── Input material ──

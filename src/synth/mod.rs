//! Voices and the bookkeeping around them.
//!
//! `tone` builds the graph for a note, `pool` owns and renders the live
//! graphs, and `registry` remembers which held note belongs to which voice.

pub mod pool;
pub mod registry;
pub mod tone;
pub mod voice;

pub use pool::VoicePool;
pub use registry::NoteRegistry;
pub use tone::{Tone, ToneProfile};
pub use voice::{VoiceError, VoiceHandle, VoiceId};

───
── Input material ──

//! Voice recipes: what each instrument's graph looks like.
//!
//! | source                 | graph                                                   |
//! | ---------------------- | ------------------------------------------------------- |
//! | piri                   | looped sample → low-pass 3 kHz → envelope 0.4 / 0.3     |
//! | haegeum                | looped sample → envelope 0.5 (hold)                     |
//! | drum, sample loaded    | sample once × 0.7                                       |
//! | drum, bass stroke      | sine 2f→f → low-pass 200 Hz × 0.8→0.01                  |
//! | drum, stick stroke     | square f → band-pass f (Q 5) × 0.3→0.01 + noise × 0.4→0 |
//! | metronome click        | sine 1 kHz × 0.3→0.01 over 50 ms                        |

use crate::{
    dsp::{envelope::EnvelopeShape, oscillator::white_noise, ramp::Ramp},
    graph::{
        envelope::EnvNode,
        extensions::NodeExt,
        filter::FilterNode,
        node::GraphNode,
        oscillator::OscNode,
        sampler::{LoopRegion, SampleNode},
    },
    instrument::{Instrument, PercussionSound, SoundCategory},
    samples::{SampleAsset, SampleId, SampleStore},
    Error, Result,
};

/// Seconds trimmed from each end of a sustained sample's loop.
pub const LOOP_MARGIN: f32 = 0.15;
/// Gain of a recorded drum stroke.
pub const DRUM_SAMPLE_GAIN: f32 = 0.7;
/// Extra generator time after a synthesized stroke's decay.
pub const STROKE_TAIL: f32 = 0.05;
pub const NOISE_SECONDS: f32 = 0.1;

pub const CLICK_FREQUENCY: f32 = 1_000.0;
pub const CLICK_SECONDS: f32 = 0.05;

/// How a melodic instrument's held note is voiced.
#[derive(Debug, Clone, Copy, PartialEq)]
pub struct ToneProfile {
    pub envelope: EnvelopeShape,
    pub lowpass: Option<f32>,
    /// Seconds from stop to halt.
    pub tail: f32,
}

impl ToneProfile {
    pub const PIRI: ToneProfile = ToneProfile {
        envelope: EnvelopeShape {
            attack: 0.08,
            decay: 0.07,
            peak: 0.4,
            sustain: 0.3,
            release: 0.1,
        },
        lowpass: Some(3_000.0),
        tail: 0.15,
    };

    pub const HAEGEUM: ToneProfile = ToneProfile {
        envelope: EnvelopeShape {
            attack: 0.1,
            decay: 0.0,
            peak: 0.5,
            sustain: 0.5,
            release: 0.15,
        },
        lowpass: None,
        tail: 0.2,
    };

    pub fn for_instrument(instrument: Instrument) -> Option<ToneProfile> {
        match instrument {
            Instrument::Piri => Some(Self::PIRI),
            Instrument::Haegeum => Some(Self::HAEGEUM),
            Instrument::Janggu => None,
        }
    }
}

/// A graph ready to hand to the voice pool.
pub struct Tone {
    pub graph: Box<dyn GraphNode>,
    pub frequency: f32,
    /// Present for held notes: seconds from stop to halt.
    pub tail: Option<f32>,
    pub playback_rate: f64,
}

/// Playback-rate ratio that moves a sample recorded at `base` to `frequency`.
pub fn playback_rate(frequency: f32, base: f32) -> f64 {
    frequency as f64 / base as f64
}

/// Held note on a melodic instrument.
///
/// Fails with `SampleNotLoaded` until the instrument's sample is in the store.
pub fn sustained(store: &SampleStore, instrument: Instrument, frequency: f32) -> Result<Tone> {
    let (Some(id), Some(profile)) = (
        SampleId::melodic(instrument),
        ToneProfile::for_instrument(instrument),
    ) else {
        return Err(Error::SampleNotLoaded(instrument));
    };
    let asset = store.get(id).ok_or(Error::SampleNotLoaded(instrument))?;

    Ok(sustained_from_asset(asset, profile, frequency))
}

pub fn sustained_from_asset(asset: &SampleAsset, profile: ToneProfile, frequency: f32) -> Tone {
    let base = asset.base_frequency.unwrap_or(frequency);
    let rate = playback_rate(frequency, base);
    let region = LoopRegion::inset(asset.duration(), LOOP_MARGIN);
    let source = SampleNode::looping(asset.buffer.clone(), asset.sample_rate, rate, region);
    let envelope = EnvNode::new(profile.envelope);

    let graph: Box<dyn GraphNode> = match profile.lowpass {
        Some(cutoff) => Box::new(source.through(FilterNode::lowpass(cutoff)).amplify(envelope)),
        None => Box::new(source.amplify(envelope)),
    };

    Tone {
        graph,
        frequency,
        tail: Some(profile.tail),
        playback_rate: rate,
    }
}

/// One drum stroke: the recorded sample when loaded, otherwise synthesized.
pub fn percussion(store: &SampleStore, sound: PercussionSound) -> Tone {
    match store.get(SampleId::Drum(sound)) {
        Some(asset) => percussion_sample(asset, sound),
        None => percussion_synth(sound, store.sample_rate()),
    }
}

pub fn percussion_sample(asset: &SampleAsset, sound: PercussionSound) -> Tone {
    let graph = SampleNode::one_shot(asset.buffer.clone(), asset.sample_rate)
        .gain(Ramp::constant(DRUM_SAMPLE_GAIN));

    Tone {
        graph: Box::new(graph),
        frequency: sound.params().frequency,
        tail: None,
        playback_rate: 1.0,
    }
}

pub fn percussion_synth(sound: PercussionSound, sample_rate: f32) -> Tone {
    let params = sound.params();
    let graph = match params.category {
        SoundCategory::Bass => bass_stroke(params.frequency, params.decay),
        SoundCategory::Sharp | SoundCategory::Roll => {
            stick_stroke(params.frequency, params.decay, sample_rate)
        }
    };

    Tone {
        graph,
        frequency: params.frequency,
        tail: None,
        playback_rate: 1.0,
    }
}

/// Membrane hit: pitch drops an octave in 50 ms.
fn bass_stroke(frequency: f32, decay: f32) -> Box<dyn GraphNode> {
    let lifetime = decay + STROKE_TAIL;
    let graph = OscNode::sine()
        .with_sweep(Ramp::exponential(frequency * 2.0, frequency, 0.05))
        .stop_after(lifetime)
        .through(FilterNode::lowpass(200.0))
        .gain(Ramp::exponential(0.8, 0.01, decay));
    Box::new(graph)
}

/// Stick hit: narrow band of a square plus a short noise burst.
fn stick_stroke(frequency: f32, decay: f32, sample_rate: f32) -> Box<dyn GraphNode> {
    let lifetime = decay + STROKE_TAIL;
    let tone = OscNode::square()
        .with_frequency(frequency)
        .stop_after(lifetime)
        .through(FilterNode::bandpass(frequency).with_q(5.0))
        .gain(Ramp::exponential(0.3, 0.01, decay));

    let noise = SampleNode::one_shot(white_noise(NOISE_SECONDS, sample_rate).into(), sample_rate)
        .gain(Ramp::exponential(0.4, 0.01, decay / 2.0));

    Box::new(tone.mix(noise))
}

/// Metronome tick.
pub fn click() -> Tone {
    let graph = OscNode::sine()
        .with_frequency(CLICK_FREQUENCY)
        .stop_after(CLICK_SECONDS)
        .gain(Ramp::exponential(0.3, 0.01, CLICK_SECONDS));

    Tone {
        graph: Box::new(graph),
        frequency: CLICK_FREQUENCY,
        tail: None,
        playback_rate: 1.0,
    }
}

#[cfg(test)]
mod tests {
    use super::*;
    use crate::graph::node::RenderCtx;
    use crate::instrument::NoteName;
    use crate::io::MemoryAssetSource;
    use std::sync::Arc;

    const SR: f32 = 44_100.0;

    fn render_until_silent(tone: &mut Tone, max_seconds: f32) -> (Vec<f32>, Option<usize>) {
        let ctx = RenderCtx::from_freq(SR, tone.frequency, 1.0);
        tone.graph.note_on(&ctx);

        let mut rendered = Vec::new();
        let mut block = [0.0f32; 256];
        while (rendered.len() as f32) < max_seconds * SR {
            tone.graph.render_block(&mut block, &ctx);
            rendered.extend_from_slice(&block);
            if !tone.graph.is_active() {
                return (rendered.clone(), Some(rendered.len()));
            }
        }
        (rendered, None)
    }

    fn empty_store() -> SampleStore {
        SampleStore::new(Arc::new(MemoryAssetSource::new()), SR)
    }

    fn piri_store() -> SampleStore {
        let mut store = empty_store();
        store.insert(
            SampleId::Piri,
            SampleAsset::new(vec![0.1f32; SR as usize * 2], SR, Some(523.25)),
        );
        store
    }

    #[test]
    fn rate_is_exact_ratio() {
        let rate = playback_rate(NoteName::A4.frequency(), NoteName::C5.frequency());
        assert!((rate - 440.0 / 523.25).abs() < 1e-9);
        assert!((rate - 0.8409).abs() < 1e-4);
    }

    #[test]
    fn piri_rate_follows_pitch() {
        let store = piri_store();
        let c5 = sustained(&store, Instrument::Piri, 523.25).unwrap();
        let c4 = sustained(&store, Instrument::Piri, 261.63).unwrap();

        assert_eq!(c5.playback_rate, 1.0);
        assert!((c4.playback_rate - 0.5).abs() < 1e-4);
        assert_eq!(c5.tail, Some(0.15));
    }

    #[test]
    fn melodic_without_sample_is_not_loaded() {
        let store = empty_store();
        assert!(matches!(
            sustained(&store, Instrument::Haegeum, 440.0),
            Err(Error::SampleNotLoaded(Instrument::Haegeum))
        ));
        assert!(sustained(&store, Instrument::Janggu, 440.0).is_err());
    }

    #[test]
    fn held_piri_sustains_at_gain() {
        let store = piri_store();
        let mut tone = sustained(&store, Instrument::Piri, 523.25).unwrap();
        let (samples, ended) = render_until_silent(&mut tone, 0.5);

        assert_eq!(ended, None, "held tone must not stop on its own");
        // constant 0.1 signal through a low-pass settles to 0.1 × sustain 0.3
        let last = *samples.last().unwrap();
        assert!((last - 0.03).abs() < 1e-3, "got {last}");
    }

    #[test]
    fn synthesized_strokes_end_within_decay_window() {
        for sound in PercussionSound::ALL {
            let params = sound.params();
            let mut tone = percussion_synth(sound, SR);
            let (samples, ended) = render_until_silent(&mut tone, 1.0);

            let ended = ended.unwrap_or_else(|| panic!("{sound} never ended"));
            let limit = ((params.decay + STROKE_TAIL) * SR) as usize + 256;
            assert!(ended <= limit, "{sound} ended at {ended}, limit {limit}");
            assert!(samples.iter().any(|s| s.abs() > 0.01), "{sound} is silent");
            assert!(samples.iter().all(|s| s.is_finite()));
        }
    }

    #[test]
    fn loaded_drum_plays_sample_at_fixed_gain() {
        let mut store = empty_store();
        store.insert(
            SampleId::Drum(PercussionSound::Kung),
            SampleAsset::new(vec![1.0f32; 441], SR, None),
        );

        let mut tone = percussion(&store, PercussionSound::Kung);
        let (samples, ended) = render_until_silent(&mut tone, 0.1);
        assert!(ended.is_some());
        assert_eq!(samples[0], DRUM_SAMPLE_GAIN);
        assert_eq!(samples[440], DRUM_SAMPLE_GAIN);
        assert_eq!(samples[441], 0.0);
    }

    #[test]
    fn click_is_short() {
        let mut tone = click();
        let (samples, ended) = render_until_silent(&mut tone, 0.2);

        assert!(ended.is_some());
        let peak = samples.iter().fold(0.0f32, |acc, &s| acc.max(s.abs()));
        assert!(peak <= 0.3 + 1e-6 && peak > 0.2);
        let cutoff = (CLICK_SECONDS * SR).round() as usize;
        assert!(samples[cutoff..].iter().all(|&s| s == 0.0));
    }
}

───
── Input material ──

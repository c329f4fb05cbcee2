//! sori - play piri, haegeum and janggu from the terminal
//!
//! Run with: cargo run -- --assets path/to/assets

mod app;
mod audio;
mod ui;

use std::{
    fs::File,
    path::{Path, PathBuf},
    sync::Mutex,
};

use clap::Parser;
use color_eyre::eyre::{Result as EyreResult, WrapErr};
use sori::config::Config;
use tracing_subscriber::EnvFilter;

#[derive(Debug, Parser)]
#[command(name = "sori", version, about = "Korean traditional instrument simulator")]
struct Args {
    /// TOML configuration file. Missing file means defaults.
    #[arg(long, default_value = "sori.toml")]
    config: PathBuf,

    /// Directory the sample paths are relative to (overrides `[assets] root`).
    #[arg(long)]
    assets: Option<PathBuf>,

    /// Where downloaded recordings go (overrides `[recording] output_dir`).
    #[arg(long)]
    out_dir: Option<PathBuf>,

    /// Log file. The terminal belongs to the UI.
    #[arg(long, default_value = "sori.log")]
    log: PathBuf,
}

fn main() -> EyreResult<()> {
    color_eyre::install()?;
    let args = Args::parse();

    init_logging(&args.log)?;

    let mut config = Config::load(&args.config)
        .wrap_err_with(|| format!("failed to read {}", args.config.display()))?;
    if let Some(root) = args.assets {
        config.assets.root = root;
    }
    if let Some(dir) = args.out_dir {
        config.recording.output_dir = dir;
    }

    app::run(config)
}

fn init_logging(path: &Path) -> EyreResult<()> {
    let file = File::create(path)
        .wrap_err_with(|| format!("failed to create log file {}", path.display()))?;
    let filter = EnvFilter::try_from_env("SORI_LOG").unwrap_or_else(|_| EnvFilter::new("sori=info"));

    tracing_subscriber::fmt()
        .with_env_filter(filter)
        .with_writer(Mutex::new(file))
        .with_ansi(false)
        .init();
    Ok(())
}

───

> _Instructions for the task_: Take from the listing above each line that contains the string "root".

> _Written response_:
    /// Directory the sample paths are relative to (overrides `[assets] root`).
    if let Some(root) = args.assets {
        config.assets.root = root;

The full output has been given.